Points nodaux : Chypre et Égypte
Les câbles israéliens sont principalement orientés vers l'ouest et le nord-ouest. Chypre constitue un nœud de transit clé : des routes comme le MedNautilus Submarine System (7,000 km, RFS 2001) et Jonah (2,297 km, RFS 2012) passent par cette île ou y passaient auparavant. L'Égypte et le corridor de Suez forment un deuxième point nodal structurel pour le trafic en direction de l'Asie : tout problème sur le segment égyptien entraîne un redirectionnement global, et Israël ne fait pas exception à cette règle parmi les pays méditerranéens.
Sur les huit câbles, deux - EMC West-1 (3,639 km) et EMC West-2 (3,978 km) - ne sont pas encore opérationnels, leur mise en service étant prévue pour 2027. Leur arrivée augmentera considérablement la capacité et ajoutera des routes de secours, mais jusqu'à leur activation, le pays dépend de l'infrastructure existante, dont l'élément le plus ancien - IC-1 (340 km, RFS 2000) - est en service depuis un quart de siècle. Le câble Blue (5,055 km, RFS 2023) est le lien actif le plus récent, assurant la connectivité avec l'Europe. Le statut du câble ANDROMEDA reste non divulgué dans les sources publiques : ni sa longueur ni son année de mise en service ne sont spécifiées.

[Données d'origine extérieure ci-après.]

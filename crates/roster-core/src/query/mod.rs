//! Sorted and searched view over the store.
//!
//! One [`QueryViewManager`] owns exactly one store subscription at a time. Each
//! emission fully replaces the published list.

use std::cmp::Ordering as CmpOrdering;
use std::sync::atomic::{AtomicU64, Ordering};
use std::sync::{Arc, Mutex, PoisonError};

use serde::{Deserialize, Serialize};
use tokio::sync::watch;

use crate::db::StoreView;
use crate::models::Profile;
use crate::services::{ProfileStore, Subscription};

/// Display ordering. The reversed modes are computed in memory from their base view.
#[derive(Debug, Clone, Copy, Default, PartialEq, Eq, Hash, Serialize, Deserialize)]
#[serde(rename_all = "snake_case")]
pub enum SortMode {
    #[default]
    NewestFirst,
    OldestFirst,
    NameAsc,
    NameDesc,
    LocationAsc,
    LocationDesc,
}

impl SortMode {
    pub const ALL: [Self; 6] = [
        Self::NewestFirst,
        Self::OldestFirst,
        Self::NameAsc,
        Self::NameDesc,
        Self::LocationAsc,
        Self::LocationDesc,
    ];

    /// The store view this mode is derived from.
    pub const fn base_view(self) -> StoreView {
        match self {
            Self::NewestFirst | Self::OldestFirst => StoreView::Recent,
            Self::NameAsc | Self::NameDesc => StoreView::ByName,
            Self::LocationAsc | Self::LocationDesc => StoreView::ByLocation,
        }
    }

    pub const fn is_reversed(self) -> bool {
        matches!(self, Self::OldestFirst | Self::NameDesc | Self::LocationDesc)
    }

    /// Ordering of the base view, identical to the store's ordering for it.
    pub fn compare_base(self, a: &Profile, b: &Profile) -> CmpOrdering {
        match self {
            Self::NewestFirst | Self::OldestFirst => b
                .created_at
                .cmp(&a.created_at)
                .then_with(|| a.id.cmp(&b.id)),
            Self::NameAsc | Self::NameDesc => (&a.name.first, &a.name.last, &a.id)
                .cmp(&(&b.name.first, &b.name.last, &b.id)),
            Self::LocationAsc | Self::LocationDesc => {
                (&a.location.country, &a.location.city, &a.id)
                    .cmp(&(&b.location.country, &b.location.city, &b.id))
            }
        }
    }

    /// Put a base-view snapshot into this mode's display order.
    fn arrange(self, mut profiles: Vec<Profile>, resort: bool) -> Vec<Profile> {
        if resort {
            profiles.sort_by(|a, b| self.compare_base(a, b));
        }
        if self.is_reversed() {
            profiles.reverse();
        }
        profiles
    }
}

struct QueryState {
    sort_mode: SortMode,
    search_text: String,
    subscription: Option<Subscription>,
}

/// Publishes the list for the active sort mode and search text.
///
/// Create within a tokio runtime. Dropping the manager cancels its subscription.
pub struct QueryViewManager {
    store: ProfileStore,
    state: Mutex<QueryState>,
    generation: Arc<AtomicU64>,
    output: Arc<watch::Sender<Vec<Profile>>>,
}

impl QueryViewManager {
    /// Start on newest-first with no search.
    pub fn new(store: ProfileStore) -> Self {
        let (output, _) = watch::channel(Vec::new());
        let manager = Self {
            store,
            state: Mutex::new(QueryState {
                sort_mode: SortMode::default(),
                search_text: String::new(),
                subscription: None,
            }),
            generation: Arc::new(AtomicU64::new(0)),
            output: Arc::new(output),
        };
        {
            let mut state = manager.lock_state();
            manager.resubscribe(&mut state);
        }
        manager
    }

    pub fn set_sort_mode(&self, mode: SortMode) {
        let mut state = self.lock_state();
        if state.sort_mode == mode && state.subscription.is_some() {
            return;
        }
        state.sort_mode = mode;
        self.resubscribe(&mut state);
    }

    /// Blank text shows the plain sort-mode view.
    pub fn set_search_text(&self, text: impl Into<String>) {
        let text = text.into();
        let mut state = self.lock_state();
        if state.search_text == text && state.subscription.is_some() {
            return;
        }
        state.search_text = text;
        self.resubscribe(&mut state);
    }

    pub fn clear_search(&self) {
        self.set_search_text(String::new());
    }

    pub fn sort_mode(&self) -> SortMode {
        self.lock_state().sort_mode
    }

    pub fn search_text(&self) -> String {
        self.lock_state().search_text.clone()
    }

    /// The list most recently published.
    pub fn current(&self) -> Vec<Profile> {
        self.output.borrow().clone()
    }

    /// Receiver notified whenever a new list is published.
    pub fn subscribe(&self) -> watch::Receiver<Vec<Profile>> {
        self.output.subscribe()
    }

    /// Stop observing the store. The last published list stays readable.
    pub fn close(&self) {
        let mut state = self.lock_state();
        self.retire_current_view(&mut state);
    }

    fn lock_state(&self) -> std::sync::MutexGuard<'_, QueryState> {
        self.state.lock().unwrap_or_else(PoisonError::into_inner)
    }

    /// Invalidate and cancel the active subscription.
    ///
    /// The generation moves under the output lock, so once this returns no
    /// snapshot from the old subscription can be published.
    fn retire_current_view(&self, state: &mut QueryState) -> u64 {
        let mut next = 0;
        self.output.send_if_modified(|_| {
            next = self.generation.fetch_add(1, Ordering::SeqCst) + 1;
            false
        });
        if let Some(subscription) = state.subscription.take() {
            subscription.cancel();
        }
        next
    }

    fn resubscribe(&self, state: &mut QueryState) {
        let generation = self.retire_current_view(state);
        let mode = state.sort_mode;
        let searching = !state.search_text.trim().is_empty();
        let view = if searching {
            StoreView::Search(state.search_text.clone())
        } else {
            mode.base_view()
        };
        tracing::debug!("Query view switched to {view:?} ({mode:?})");

        let output = Arc::clone(&self.output);
        let current_generation = Arc::clone(&self.generation);
        let subscription = self.store.subscribe(view, move |profiles| {
            let arranged = mode.arrange(profiles, searching);
            output.send_if_modified(|published| {
                if current_generation.load(Ordering::SeqCst) != generation {
                    return false;
                }
                *published = arranged;
                true
            });
        });
        state.subscription = Some(subscription);
    }
}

Ce que surveille GeoCables
GeoCables surveille les huit câbles en mettant l'accent sur les points d'atterrissage situés dans des zones à risque de conflit. Une attention particulière est portée :
- à Nahariya et Haïfa, car elles sont les plus proches de la zone de conflit entre le Liban et Israël;
- aux câbles EMC West-1 et EMC West-2, sous surveillance jusqu'à leur mise en service en 2027;
- aux routes passant par Chypre, un nœud de transit critique pour la connectivité de tout le flanc oriental de la Méditerranée;
- à la dynamique des zones de conflit IsraelNorth et Haïfa, dans le cas où une escalade terrestre commencerait à affecter l'infrastructure côtière.
Pour l'instant, le niveau d'alerte reste à zéro, et l'infrastructure fonctionne normalement. Cependant, lors de conflits prolongés - lorsque le front se stabilise sans disparaître - les risques pour les stations de câbles s'accumulent de manière imperceptible. GeoCables poursuit sa surveillance de manière continue.